### To do
Nothing in the records that follow should differ once you have copied them out.

### Records for the task

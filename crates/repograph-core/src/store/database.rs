//! SQLite storage for jobs, crawled files and graph versions.
//!
//! Each public method opens its own connection, so one `Database` can be
//! shared across blocking tasks without managing connection lifetime.

use std::path::{Path, PathBuf};
use std::str::FromStr;
use std::time::Duration;

use chrono::{DateTime, SecondsFormat, Utc};
use rusqlite::{params, Connection, OptionalExtension};

use crate::errors::{AnalysisError, AnalysisResult};
use crate::models::{
    AnalysisGraph, AnalysisJob, Coverage, GraphEdge, GraphNode, GraphVersionId, JobStatus,
    NodeExplanation, NodeMetrics, ParseOutcome, Provenance, SourceFile,
};
use crate::store::schema;

/// Expand a leading `~` to the user's home directory.
fn expand_tilde(path: &str) -> PathBuf {
    if path == "~" || path.starts_with("~/") {
        if let Some(home) = std::env::var_os("HOME") {
            let mut expanded = PathBuf::from(home);
            if path.len() > 2 {
                expanded.push(&path[2..]);
            }
            return expanded;
        }
    }
    PathBuf::from(path)
}

fn timestamp(at: &DateTime<Utc>) -> String {
    at.to_rfc3339_opts(SecondsFormat::Nanos, true)
}

fn parse_time(raw: &str) -> AnalysisResult<DateTime<Utc>> {
    DateTime::parse_from_rfc3339(raw)
        .map(|t| t.with_timezone(&Utc))
        .map_err(|e| AnalysisError::Store(format!("bad timestamp {raw:?}: {e}")))
}

fn parse_field<T>(raw: &str) -> AnalysisResult<T>
where
    T: FromStr<Err = String>,
{
    raw.parse::<T>().map_err(AnalysisError::Store)
}

const JOB_COLUMNS: &str = "job_id, repo_ref, status, attempt_count, created_at, completed_at, \
                           failure_reason, graph_version, coverage_json";

struct JobRow {
    job_id: String,
    repo_ref: String,
    status: String,
    attempt_count: i64,
    created_at: String,
    completed_at: Option<String>,
    failure_reason: Option<String>,
    graph_version: Option<String>,
    coverage_json: Option<String>,
}

impl JobRow {
    fn from_row(row: &rusqlite::Row<'_>) -> rusqlite::Result<Self> {
        Ok(Self {
            job_id: row.get(0)?,
            repo_ref: row.get(1)?,
            status: row.get(2)?,
            attempt_count: row.get(3)?,
            created_at: row.get(4)?,
            completed_at: row.get(5)?,
            failure_reason: row.get(6)?,
            graph_version: row.get(7)?,
            coverage_json: row.get(8)?,
        })
    }

    fn into_job(self) -> AnalysisResult<AnalysisJob> {
        Ok(AnalysisJob {
            status: parse_field::<JobStatus>(&self.status)?,
            attempt_count: u32::try_from(self.attempt_count)
                .map_err(|_| AnalysisError::Store(format!("bad attempt count for {}", self.job_id)))?,
            created_at: parse_time(&self.created_at)?,
            completed_at: self.completed_at.as_deref().map(parse_time).transpose()?,
            coverage: self
                .coverage_json
                .as_deref()
                .map(serde_json::from_str::<Coverage>)
                .transpose()?,
            job_id: self.job_id,
            repo_ref: self.repo_ref,
            failure_reason: self.failure_reason,
            graph_version: self.graph_version,
        })
    }
}

/// SQLite store of analysis jobs and their immutable graph versions.
#[derive(Debug, Clone)]
pub struct Database {
    db_path: PathBuf,
}
pub mod cache;
pub mod database;
pub mod results;
pub mod schema;
//! Tracing subscriber setup for binaries embedding the engine.
//!
//! The library itself only emits `tracing` events; installing a subscriber is
//! left to the process entry point.

use tracing_subscriber::EnvFilter;

use crate::errors::{AnalysisError, AnalysisResult};

#[derive(Debug, Clone, Copy, PartialEq, Eq, Default)]
pub enum LogFormat {
    #[default]
    Text,
    Json,
}

impl std::str::FromStr for LogFormat {
    type Err = String;

    fn from_str(s: &str) -> Result<Self, Self::Err> {
        match s.to_ascii_lowercase().as_str() {
            "text" => Ok(Self::Text),
            "json" => Ok(Self::Json),
            other => Err(format!("unknown log format: {other}")),
        }
    }
}

fn build_filter(verbose: bool) -> EnvFilter {
    if verbose {
        EnvFilter::new("debug")
    } else {
        EnvFilter::try_from_default_env().unwrap_or_else(|_| EnvFilter::new("info"))
    }
}

/// Install a global fmt subscriber writing to stderr, keeping stdout free for
/// graph output.
pub fn init(format: LogFormat, verbose: bool) -> AnalysisResult<()> {
    let filter = build_filter(verbose);
    let builder = tracing_subscriber::fmt()
        .with_env_filter(filter)
        .with_writer(std::io::stderr)
        .with_target(false);

    let installed = match format {
        LogFormat::Text => builder.try_init(),
        LogFormat::Json => builder.json().with_ansi(false).try_init(),
    };
    installed.map_err(|e| AnalysisError::Config(format!("logging already initialised: {e}")))
}
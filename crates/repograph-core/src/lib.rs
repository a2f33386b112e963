//! Repograph core library: turns a source repository into a typed,
//! versioned dependency graph.
//!
//! Files are classified and parsed with tree-sitter, symbols are extracted
//! and resolved into static relationships, and whatever static analysis
//! cannot settle is handed to an optional inference collaborator. Jobs run on
//! a bounded worker pool with retries, and every completed graph is stored as
//! an immutable version in SQLite behind an in-memory cache.

pub mod config;
pub mod errors;
pub mod events;
pub mod graph;
pub mod indexer;
pub mod inference;
pub mod logging;
pub mod models;
pub mod orchestrator;
pub mod repository;
pub mod store;

#[cfg(test)]
mod test_support;

pub use config::EngineConfig;
pub use errors::{AnalysisError, AnalysisResult};
pub use orchestrator::{JobStatusView, Orchestrator};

### Response box
filename crates/repograph-core/src/store/database.rs
//! SQLite storage for jobs, crawled files and graph versions.
//!
//! Each public method opens its own connection, so one `Database` can be
//! shared across blocking tasks without managing connection lifetime.

use std::path::{Path, PathBuf};
use std::str::FromStr;
use std::time::Duration;

use chrono::{DateTime, SecondsFormat, Utc};
use rusqlite::{params, Connection, OptionalExtension};

use crate::errors::{AnalysisError, AnalysisResult};
use crate::models::{
    AnalysisGraph, AnalysisJob, Coverage, GraphEdge, GraphNode, GraphVersionId, JobStatus,
    NodeExplanation, NodeMetrics, ParseOutcome, Provenance, SourceFile,
};
use crate::store::schema;

/// Expand a leading `~` to the user's home directory.
fn expand_tilde(path: &str) -> PathBuf {
    if path == "~" || path.starts_with("~/") {
        if let Some(home) = std::env::var_os("HOME") {
            let mut expanded = PathBuf::from(home);
            if path.len() > 2 {
                expanded.push(&path[2..]);
            }
            return expanded;
        }
    }
    PathBuf::from(path)
}

fn timestamp(at: &DateTime<Utc>) -> String {
    at.to_rfc3339_opts(SecondsFormat::Nanos, true)
}

fn parse_time(raw: &str) -> AnalysisResult<DateTime<Utc>> {
    DateTime::parse_from_rfc3339(raw)
        .map(|t| t.with_timezone(&Utc))
        .map_err(|e| AnalysisError::Store(format!("bad timestamp {raw:?}: {e}")))
}

fn parse_field<T>(raw: &str) -> AnalysisResult<T>
where
    T: FromStr<Err = String>,
{
    raw.parse::<T>().map_err(AnalysisError::Store)
}

const JOB_COLUMNS: &str = "job_id, repo_ref, status, attempt_count, created_at, completed_at, \
                           failure_reason, graph_version, coverage_json";

struct JobRow {
    job_id: String,
    repo_ref: String,
    status: String,
    attempt_count: i64,
    created_at: String,
    completed_at: Option<String>,
    failure_reason: Option<String>,
    graph_version: Option<String>,
    coverage_json: Option<String>,
}

impl JobRow {
    fn from_row(row: &rusqlite::Row<'_>) -> rusqlite::Result<Self> {
        Ok(Self {
            job_id: row.get(0)?,
            repo_ref: row.get(1)?,
            status: row.get(2)?,
            attempt_count: row.get(3)?,
            created_at: row.get(4)?,
            completed_at: row.get(5)?,
            failure_reason: row.get(6)?,
            graph_version: row.get(7)?,
            coverage_json: row.get(8)?,
        })
    }

    fn into_job(self) -> AnalysisResult<AnalysisJob> {
        Ok(AnalysisJob {
            status: parse_field::<JobStatus>(&self.status)?,
            attempt_count: u32::try_from(self.attempt_count)
                .map_err(|_| AnalysisError::Store(format!("bad attempt count for {}", self.job_id)))?,
            created_at: parse_time(&self.created_at)?,
            completed_at: self.completed_at.as_deref().map(parse_time).transpose()?,
            coverage: self
                .coverage_json
                .as_deref()
                .map(serde_json::from_str::<Coverage>)
                .transpose()?,
            job_id: self.job_id,
            repo_ref: self.repo_ref,
            failure_reason: self.failure_reason,
            graph_version: self.graph_version,
        })
    }
}

/// SQLite store of analysis jobs and their immutable graph versions.
#[derive(Debug, Clone)]
pub struct Database {
    db_path: PathBuf,
}
pub mod cache;
pub mod database;
pub mod results;
pub mod schema;
//! Tracing subscriber setup for binaries embedding the engine.
//!
//! The library itself only emits `tracing` events; installing a subscriber is
//! left to the process entry point.

use tracing_subscriber::EnvFilter;

use crate::errors::{AnalysisError, AnalysisResult};

#[derive(Debug, Clone, Copy, PartialEq, Eq, Default)]
pub enum LogFormat {
    #[default]
    Text,
    Json,
}

impl std::str::FromStr for LogFormat {
    type Err = String;

    fn from_str(s: &str) -> Result<Self, Self::Err> {
        match s.to_ascii_lowercase().as_str() {
            "text" => Ok(Self::Text),
            "json" => Ok(Self::Json),
            other => Err(format!("unknown log format: {other}")),
        }
    }
}

fn build_filter(verbose: bool) -> EnvFilter {
    if verbose {
        EnvFilter::new("debug")
    } else {
        EnvFilter::try_from_default_env().unwrap_or_else(|_| EnvFilter::new("info"))
    }
}

/// Install a global fmt subscriber writing to stderr, keeping stdout free for
/// graph output.
pub fn init(format: LogFormat, verbose: bool) -> AnalysisResult<()> {
    let filter = build_filter(verbose);
    let builder = tracing_subscriber::fmt()
        .with_env_filter(filter)
        .with_writer(std::io::stderr)
        .with_target(false);

    let installed = match format {
        LogFormat::Text => builder.try_init(),
        LogFormat::Json => builder.json().with_ansi(false).try_init(),
    };
    installed.map_err(|e| AnalysisError::Config(format!("logging already initialised: {e}")))
}
filename crates/repograph-core/src/lib.rs
repository a2f33386b112e963
//! Repograph core library: turns a source repository into a typed,
//! versioned dependency graph.
//!
//! Files are classified and parsed with tree-sitter, symbols are extracted
//! and resolved into static relationships, and whatever static analysis
//! cannot settle is handed to an optional inference collaborator. Jobs run on
//! a bounded worker pool with retries, and every completed graph is stored as
//! an immutable version in SQLite behind an in-memory cache.

pub mod config;
pub mod errors;
pub mod events;
pub mod graph;
pub mod indexer;
pub mod inference;
pub mod logging;
pub mod models;
pub mod orchestrator;
pub mod repository;
pub mod store;

#[cfg(test)]
mod test_support;

pub use config::EngineConfig;
pub use errors::{AnalysisError, AnalysisResult};
pub use orchestrator::{JobStatusView, Orchestrator};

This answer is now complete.